▶ Exercise objective
Below are the lines to check; count those holding the string "against" and give only the number.
### Entries supplied
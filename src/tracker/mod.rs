//! Mutation orchestrator
//!
//! Every public operation follows the same three stages:
//!
//! 1. **Fetch** the event (and, for runner-level operations, the runner
//!    documents named in the batch, concurrently).
//! 2. **Partition** the batch against the fetched state.
//! 3. **Apply** the accepted subset with one conditional write per touched
//!    document, keyed by the version observed in step 1.
//!
//! An empty accepted set performs no write, so a fully rejected batch never
//! moves a version. Nothing is retried here; a version conflict is reported
//! to the caller, who re-fetches and resubmits.

mod admin;
mod event_ops;
pub mod outcome;
mod runner_ops;
mod split_ops;

pub use outcome::{
    AddSplitsOutcome, BatchOutcome, BatchReport, CheckpointEntry, CreateRunnersOutcome,
    DeleteAllOutcome, GetRunnersOutcome, HeatEntry, RejectedSplit, StoreContents,
};

use crate::core::{Event, RaceError, Result};
use crate::storage::{DocumentStore, InMemoryDocumentStore, TypedStoreExt};
use crate::validation::parse_id;
use serde_json::Value;
use std::sync::Arc;
use tracing::warn;

#[derive(Clone)]
pub struct RaceTracker {
    store: Arc<dyn DocumentStore>,
}

impl RaceTracker {
    pub fn new(store: Arc<dyn DocumentStore>) -> Self {
        Self { store }
    }

    /// Tracker over a fresh, unpersisted in-memory store.
    pub fn in_memory() -> Self {
        Self::new(Arc::new(InMemoryDocumentStore::new()))
    }

    pub fn store(&self) -> &Arc<dyn DocumentStore> {
        &self.store
    }

    async fn load_event(&self, event_id: &str) -> Result<Event> {
        self.store
            .fetch(event_id)
            .await?
            .ok_or_else(|| RaceError::not_found(format!("Event '{event_id}' does not exist")))
    }

    /// Conditionally writes `mutate` against the version of `event` observed by the caller.
    async fn commit_event<F>(&self, event: &Event, mutate: F) -> Result<Event>
    where
        F: FnOnce(&mut Event) + Send + 'static,
    {
        self.store
            .update_if_match(&event.id, event.version, mutate)
            .await
            .map_err(|err| {
                warn!(event_id = %event.id, error = %err, "event write rejected");
                RaceError::from(err)
            })
    }
}

fn parse_event_id(event_id: &str) -> Result<String> {
    parse_id(event_id).ok_or_else(|| RaceError::invalid_input("Invalid eventID"))
}

fn require_batch(batch: Option<Vec<Value>>, field: &str) -> Result<Vec<Value>> {
    batch.ok_or_else(|| RaceError::invalid_input(format!("'{field}' is required")))
}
######
▶ Your response
2